Governor of Suriname
- In office 16 February 1669 – March 1671
- Preceded by: Abraham Crijnssen (acting)
- Succeeded by: Pierre Versterre (acting)

Personal details
- Born: Philip Julius Lichtenberg 26 April 1637 Heusden, Dutch Republic
- Died: March 1678 (aged 40) Dutch Republic

= Philip Lichtenberg =

Governor of Surinam

Philip Julius Lichtenberg also van Lichtenberg, (26 April 1637 - March 1678) was a governor of Surinam. He was governor from 16 February 1669 until March 1671.

==Biography==
Lichtenberg was born on 26 April 1637 in Heusden, Netherlands. He studied law first at the University of Utrecht, and later Leiden University where he received his licentiate. After graduating, he joined the army.

In 1666, Captains Lichtenberg and de Rama with 225 soldiers were dispatched by the States of Zeeland to fight the British in America during the Second Anglo-Dutch War. In 1667, under the command of Abraham Crijnssen, they conquered the English colony of Surinam. The soldiers were from Zeeland, therefore, the Province of Zeeland considered Surinam their colony, however the States General of the Netherlands disagreed.

On 22 September 1667, Lichtenberg was awarded a gold medal, and promoted to lieutenant colonel. On 4 December 1668, Lichtenberg was appointed Governor of Surinam by the States of Zeeland, and boarded a ship to Surinam. The States General initially disapproved of the unilateral appointment, however on 16 February 1669, he was sworn in by Abraham Crijnssen.

The colony was in bad shape after the war. Crijnssen had made a deal with the Jewish plantation owners in Jodensavanna, however many of the English planters wanted to leave the colony for Barbados and Antigua. Lindenberg had no intention of stopping the planters from leaving, but wanted to minimize the losses for the planters.

To govern the colony, Lindenberg created a Court of Policy consisting of five Dutch councillors chaired by the governor, and a Court of Justice consisting of three Dutch councillors and two English councillors also chaired by the governor. The States of Zeeland insisted on the inclusion of the English in the criminal court. Strict laws were being issued including a death penalty for adultery. Paramaribo became the capital of the colony, however the courts would still meet at Torarica, the former capital, as well.

Lichtenberg became ill, and asked to be replaced.
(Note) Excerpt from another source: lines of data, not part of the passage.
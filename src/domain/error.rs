use thiserror::Error;

use super::todo::TodoId;

#[derive(Debug, Error)]
pub enum TodoError {
    /// Malformed input: title, limit, sort field, boolean flags.
    #[error("{0}")]
    Validation(String),
    /// Structurally wrong identifier.
    #[error("{0}")]
    InvalidArgument(String),
    #[error("Todo with ID {0} not found")]
    NotFound(TodoId),
    /// The repository itself failed.
    #[error("backend failure: {0}")]
    Backend(#[from] anyhow::Error),
}

impl TodoError {
    pub fn is_client_error(&self) -> bool { !matches!(self, Self::Backend(_)) }
}

pub type TodoResult<T> = Result<T, TodoError>;
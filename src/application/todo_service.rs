use crate::domain::error::{TodoError, TodoResult};
use crate::domain::query::TodoQuery;
use crate::domain::repository::TodoRepository;
use crate::domain::todo::{self, CreateTodo, Todo, TodoId, UpdateTodo};
use async_trait::async_trait;
use chrono::Utc;

#[async_trait]
pub trait TodoService: Send + Sync + 'static {
    async fn list(&self, query: TodoQuery) -> TodoResult<Vec<Todo>>;
    async fn get(&self, id: TodoId) -> TodoResult<Todo>;
    async fn create(&self, input: CreateTodo) -> TodoResult<Todo>;
    async fn update(&self, id: TodoId, input: UpdateTodo) -> TodoResult<Todo>;
    async fn delete(&self, id: TodoId) -> TodoResult<()>;
}

/// Validates every request before the repository sees a mutation, and
/// re-checks existence ahead of replace/remove so a missing id is always
/// reported as `NotFound`.
#[derive(Clone)]
pub struct TodoServiceImpl<R: TodoRepository> {
    repo: R,
}

impl<R: TodoRepository> TodoServiceImpl<R> {
    pub fn new(repo: R) -> Self { Self { repo } }

    pub fn repository(&self) -> &R { &self.repo }
}

#[async_trait]
impl<R: TodoRepository> TodoService for TodoServiceImpl<R> {
    async fn list(&self, query: TodoQuery) -> TodoResult<Vec<Todo>> {
        query.validate()?;
        let all = self.repo.list_all().await?;
        let total = all.len();
        let result = query.apply(all);
        tracing::debug!(?query, total, returned = result.len(), "listed todos");
        Ok(result)
    }

    async fn get(&self, id: TodoId) -> TodoResult<Todo> {
        let id = id.ensure_valid()?;
        self.repo.get(id).await?.ok_or(TodoError::NotFound(id))
    }

    async fn create(&self, input: CreateTodo) -> TodoResult<Todo> {
        let record = input.into_new_todo(Utc::now())?;
        let todo = self.repo.insert(record).await?;
        tracing::info!(id = %todo.id, "created todo");
        Ok(todo)
    }

    async fn update(&self, id: TodoId, input: UpdateTodo) -> TodoResult<Todo> {
        input.validate()?;
        let existing = self.get(id).await?;
        let merged = todo::merge(existing, input, Utc::now());
        self.repo.replace(merged.id, merged.clone()).await?;
        tracing::info!(id = %merged.id, "updated todo");
        Ok(merged)
    }

    async fn delete(&self, id: TodoId) -> TodoResult<()> {
        let existing = self.get(id).await?;
        self.repo.remove(existing.id).await?;
        tracing::info!(id = %existing.id, "deleted todo");
        Ok(())
    }
}
use std::net::SocketAddr;

use api::application::todo_service::TodoServiceImpl;
use api::config::{AppConfig, Backend};
use api::domain::repository::TodoRepository;
use api::http::routing::{self, todos};
use api::infrastructure::{memory_repo::InMemoryTodoRepository, sqlite_repo::SqliteTodoRepository};
use tracing_subscriber::EnvFilter;

#[tokio::main]
async fn main() -> anyhow::Result<()> {
    let _ = dotenvy::dotenv();
    tracing_subscriber::fmt()
        .with_env_filter(EnvFilter::try_from_default_env().unwrap_or_else(|_| "info".into()))
        .init();

    let config = AppConfig::from_env()?;
    match config.backend {
        Backend::Memory { seed } => {
            tracing::info!(seeded = seed.len(), "using in-memory store");
            serve(InMemoryTodoRepository::seeded(seed), config.addr).await
        }
        Backend::Sqlite { url } => {
            tracing::info!(%url, "using sqlite store");
            serve(SqliteTodoRepository::connect(&url).await?, config.addr).await
        }
    }
}

async fn serve<R: TodoRepository + Clone>(repo: R, addr: SocketAddr) -> anyhow::Result<()> {
    repo.init().await?;
    let service = TodoServiceImpl::new(repo);
    let router = routing::app(todos::router(todos::AppState { service }));

    let listener = tokio::net::TcpListener::bind(addr).await?;
    tracing::info!(%addr, "listening");
    axum::serve(listener, router)
        .with_graceful_shutdown(shutdown_signal())
        .await?;
    Ok(())
}

async fn shutdown_signal() {
    let ctrl_c = async {
        if let Err(err) = tokio::signal::ctrl_c().await {
            tracing::warn!(%err, "failed to listen for ctrl-c");
            std::future::pending::<()>().await;
        }
    };

    #[cfg(unix)]
    let terminate = async {
        match tokio::signal::unix::signal(tokio::signal::unix::SignalKind::terminate()) {
            Ok(mut signal) => { signal.recv().await; }
            Err(err) => {
                tracing::warn!(%err, "failed to listen for SIGTERM");
                std::future::pending::<()>().await;
            }
        }
    };

    #[cfg(not(unix))]
    let terminate = std::future::pending::<()>();

    tokio::select! {
        () = ctrl_c => {}
        () = terminate => {}
    }
    tracing::info!("shutdown");
}
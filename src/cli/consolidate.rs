//! Consolidate command - build the merged repository

use crate::cli::CliProgress;
use crate::cli::style::{Stylize, arrow};
use anstream::println;
use anyhow::{Context, Result, ensure};
use moveit_merge::config::default_plan;
use moveit_merge::consolidate::run;
use moveit_merge::exec::SystemRunner;
use moveit_merge::types::{GitCompat, MergePlan, RepoSource};
use std::path::{Path, PathBuf};

/// Options for a consolidation run
#[derive(Debug, Clone, Default)]
pub struct RunOptions {
    /// Template directory, defaults to `<path>/template`
    pub template_dir: Option<PathBuf>,
    /// Use flags understood by git older than 2.9
    pub legacy_git: bool,
    /// Show the plan without running anything
    pub dry_run: bool,
    /// Prompt before removing leftover directories
    pub confirm: bool,
}

/// Run the consolidation rooted at `path`
pub fn run_consolidate(path: &Path, options: RunOptions) -> Result<()> {
    ensure!(
        path.is_dir(),
        "working directory '{}' does not exist",
        path.display()
    );

    let mut plan = default_plan(path);
    if let Some(dir) = options.template_dir {
        plan.template_dir = dir;
    }
    if options.legacy_git {
        plan.git_compat = GitCompat::Legacy;
    }
    plan.validate()?;

    if options.dry_run {
        print_plan_preview(&plan, path);
        return Ok(());
    }

    let progress = CliProgress {
        confirm: options.confirm,
    };
    let report = run(&plan, path, &SystemRunner::new(), &progress)
        .with_context(|| format!("consolidating into '{}'", plan.destination))?;

    tracing::info!(
        branches = report.branches.len(),
        merges = report.merged.len(),
        "consolidation finished"
    );
    Ok(())
}

/// Print what a run would do, for --dry-run
fn print_plan_preview(plan: &MergePlan, path: &Path) {
    println!("{}:", "Consolidation plan".emphasis());
    println!();
    println!(
        "  Destination: {}",
        path.join(&plan.destination).display().accent()
    );
    println!("  Templates:   {}", plan.template_dir.display().accent());
    println!(
        "  Git flags:   {}",
        match plan.git_compat {
            GitCompat::Modern => "modern",
            GitCompat::Legacy => "legacy (no --allow-unrelated-histories)",
        }
        .muted()
    );
    println!();

    println!("  {}:", "Repositories (merge order)".emphasis());
    for repo in &plan.repos {
        let source = match &repo.source {
            RepoSource::Address(addr) => addr.clone(),
            RepoSource::Scratch => plan.scratch.as_ref().map_or_else(
                || "(unresolved)".to_string(),
                |s| format!("clone of {} in {}", s.url, s.dir),
            ),
        };
        println!("    {} {} {}", arrow(), repo.name.accent(), source.muted());
    }
    println!();

    println!("  {}:", "Branches".emphasis());
    for branch in &plan.branches {
        println!(
            "    {} {} {}",
            arrow(),
            branch.name.accent(),
            format!("({})", branch.distro).muted()
        );
    }
    println!();
    println!("{}", "Dry run, nothing changed".muted());
}
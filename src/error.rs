//! Error types for moveit-merge

use std::path::PathBuf;
use thiserror::Error;

/// Result alias used throughout the crate
pub type Result<T> = std::result::Result<T, Error>;

/// Errors that abort a consolidation run
#[derive(Debug, Error)]
pub enum Error {
    /// An external command exited with a non-zero status
    #[error("command failed with {}: {command}", describe_code(.code))]
    CommandFailed {
        /// Rendered command line
        command: String,
        /// Exit code, `None` if the process was killed by a signal
        code: Option<i32>,
    },

    /// An external program could not be started at all
    #[error("failed to spawn '{program}': {source}")]
    Spawn {
        /// Program name
        program: String,
        /// Underlying I/O error
        #[source]
        source: std::io::Error,
    },

    /// Filesystem operation failed
    #[error("{}: {source}", path.display())]
    Io {
        /// Path the operation was acting on
        path: PathBuf,
        /// Underlying I/O error
        #[source]
        source: std::io::Error,
    },

    /// Template file could not be rendered
    #[error("template error: {0}")]
    Template(String),

    /// The merge plan is inconsistent
    #[error("invalid merge plan: {0}")]
    InvalidPlan(String),

    /// A repository has no address to pull from
    #[error("no source address resolved for repository '{0}'")]
    UnresolvedSource(String),

    /// The operator declined a destructive step
    #[error("aborted: {0}")]
    Aborted(String),
}

impl Error {
    /// Attach a path to an I/O error
    pub fn io(path: impl Into<PathBuf>, source: std::io::Error) -> Self {
        Self::Io {
            path: path.into(),
            source,
        }
    }

    /// Exit code the process should terminate with for this error
    ///
    /// Failed external commands propagate their own status.
    pub fn exit_code(&self) -> i32 {
        match self {
            Self::CommandFailed {
                code: Some(code), ..
            } if *code != 0 => *code,
            _ => 1,
        }
    }
}

#[allow(clippy::ref_option)] // thiserror hands fields over by reference
fn describe_code(code: &Option<i32>) -> String {
    code.map_or_else(|| "signal".to_string(), |c| format!("exit code {c}"))
}
//! Core types for moveit-merge

use crate::error::{Error, Result};
use std::collections::HashSet;
use std::path::PathBuf;
use std::time::Duration;

/// Where a source repository is pulled from
#[derive(Debug, Clone, PartialEq, Eq)]
pub enum RepoSource {
    /// A URL or local path known up front
    Address(String),
    /// The scratch clone created at the start of the run
    Scratch,
}

/// A repository to merge into the destination
#[derive(Debug, Clone, PartialEq, Eq)]
pub struct RepoDescriptor {
    /// Repository name, also the subdirectory its content is moved into
    pub name: String,
    /// Address to pull from
    pub source: RepoSource,
}

impl RepoDescriptor {
    /// Repository pulled from a fixed address
    pub fn new(name: impl Into<String>, address: impl Into<String>) -> Self {
        Self {
            name: name.into(),
            source: RepoSource::Address(address.into()),
        }
    }

    /// Repository served by the scratch clone
    pub fn scratch(name: impl Into<String>) -> Self {
        Self {
            name: name.into(),
            source: RepoSource::Scratch,
        }
    }
}

/// A branch to build in the destination repository
#[derive(Debug, Clone, PartialEq, Eq)]
pub struct BranchDescriptor {
    /// Branch name in the source repositories (and the destination)
    pub name: String,
    /// Distribution label, selects the template subdirectory
    pub distro: String,
}

impl BranchDescriptor {
    /// Create a branch descriptor
    pub fn new(name: impl Into<String>, distro: impl Into<String>) -> Self {
        Self {
            name: name.into(),
            distro: distro.into(),
        }
    }
}

/// Repository cloned locally and given one branch per [`BranchDescriptor`]
///
/// Used for a source that doesn't carry the target branches yet. Its local
/// path becomes the address of the repository descriptor with the same name.
#[derive(Debug, Clone, PartialEq, Eq)]
pub struct ScratchClone {
    /// Name of the repository descriptor this clone serves
    pub name: String,
    /// Remote to clone
    pub url: String,
    /// Directory (relative to the working directory) to clone into
    pub dir: String,
}

/// Which flag set the installed git understands
#[derive(Debug, Clone, Copy, PartialEq, Eq, Default)]
pub enum GitCompat {
    /// git 2.9 and later, merges unrelated histories only when asked
    #[default]
    Modern,
    /// Older git, no `--allow-unrelated-histories` flag
    Legacy,
}

impl GitCompat {
    /// Whether pull/merge should pass `--allow-unrelated-histories`
    pub const fn allows_unrelated_flag(self) -> bool {
        matches!(self, Self::Modern)
    }
}

/// Everything a consolidation run needs to know
#[derive(Debug, Clone)]
pub struct MergePlan {
    /// Repositories in merge order
    pub repos: Vec<RepoDescriptor>,
    /// Branches in processing order
    pub branches: Vec<BranchDescriptor>,
    /// Optional scratch clone bootstrapped before anything else
    pub scratch: Option<ScratchClone>,
    /// Destination directory name (relative to the working directory)
    pub destination: String,
    /// Branch `git init` starts on; deleted once every branch is built
    pub default_branch: String,
    /// git flag compatibility
    pub git_compat: GitCompat,
    /// Directory holding `README.md`, `.gitignore` and per-distro subdirectories
    pub template_dir: PathBuf,
    /// Grace period before removing a directory left over from a previous run
    pub removal_delay: Duration,
}

impl MergePlan {
    /// Check the plan for problems that would otherwise surface halfway through a run
    pub fn validate(&self) -> Result<()> {
        if self.repos.is_empty() {
            return Err(Error::InvalidPlan("no repositories to merge".to_string()));
        }
        if self.branches.is_empty() {
            return Err(Error::InvalidPlan("no branches to merge".to_string()));
        }

        let mut seen = HashSet::new();
        for repo in &self.repos {
            if repo.name.is_empty() || repo.name.contains('/') {
                return Err(Error::InvalidPlan(format!(
                    "repository name '{}' is not a valid directory name",
                    repo.name
                )));
            }
            if !seen.insert(repo.name.as_str()) {
                return Err(Error::InvalidPlan(format!(
                    "repository '{}' listed twice",
                    repo.name
                )));
            }
        }

        let mut seen = HashSet::new();
        for branch in &self.branches {
            if !seen.insert(branch.name.as_str()) {
                return Err(Error::InvalidPlan(format!(
                    "branch '{}' listed twice",
                    branch.name
                )));
            }
            if branch.name == self.default_branch {
                return Err(Error::InvalidPlan(format!(
                    "branch '{}' collides with the default branch",
                    branch.name
                )));
            }
        }

        let scratch_users: Vec<_> = self
            .repos
            .iter()
            .filter(|r| r.source == RepoSource::Scratch)
            .collect();
        match (&self.scratch, scratch_users.as_slice()) {
            (None, []) => {}
            (Some(scratch), [repo]) if repo.name == scratch.name => {}
            (Some(scratch), _) => {
                return Err(Error::InvalidPlan(format!(
                    "scratch clone '{}' must serve exactly one repository of the same name",
                    scratch.name
                )));
            }
            (None, [repo, ..]) => {
                return Err(Error::InvalidPlan(format!(
                    "repository '{}' expects a scratch clone but none is configured",
                    repo.name
                )));
            }
        }

        Ok(())
    }

    /// Branch names in processing order
    pub fn branch_names(&self) -> Vec<&str> {
        self.branches.iter().map(|b| b.name.as_str()).collect()
    }
}

/// Concrete pull address for every repository, in merge order
///
/// Built by the bootstrap phase once the scratch clone exists.
#[derive(Debug, Clone, Default, PartialEq, Eq)]
pub struct ResolvedSources {
    entries: Vec<(String, Option<String>)>,
}

impl ResolvedSources {
    /// Seed from a plan; scratch-backed repositories start unresolved
    pub fn from_plan(plan: &MergePlan) -> Self {
        let entries = plan
            .repos
            .iter()
            .map(|repo| {
                let addr = match &repo.source {
                    RepoSource::Address(addr) => Some(addr.clone()),
                    RepoSource::Scratch => None,
                };
                (repo.name.clone(), addr)
            })
            .collect();
        Self { entries }
    }

    /// Fill in the address of a repository
    pub fn resolve(&mut self, name: &str, address: impl Into<String>) -> Result<()> {
        let entry = self
            .entries
            .iter_mut()
            .find(|(n, _)| n == name)
            .ok_or_else(|| Error::InvalidPlan(format!("unknown repository '{name}'")))?;
        entry.1 = Some(address.into());
        Ok(())
    }

    /// Address of a repository, if resolved
    pub fn address(&self, name: &str) -> Option<&str> {
        self.entries
            .iter()
            .find(|(n, _)| n == name)
            .and_then(|(_, addr)| addr.as_deref())
    }

    /// All `(name, address)` pairs in merge order, failing on the first unresolved one
    pub fn ordered(&self) -> Result<Vec<(&str, &str)>> {
        self.entries
            .iter()
            .map(|(name, addr)| {
                addr.as_deref()
                    .map(|a| (name.as_str(), a))
                    .ok_or_else(|| Error::UnresolvedSource(name.clone()))
            })
            .collect()
    }
}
He decided to remain for his planned meeting with James Bannister, the former English governor of Surinam, to discuss the planned departure of some of the planters. Lichtenberg left for the Netherlands in March 1671, and became the colonial advisor for the States of Zeeland.

Lichtenberg died in March 1678.

==Bibliography==
- Benjamins, Herman Daniël (1917). "Encyclopaedie van Nederlandsch West-Indië"
- Wolbers, J. (1861). "Geschiedenis van Suriname"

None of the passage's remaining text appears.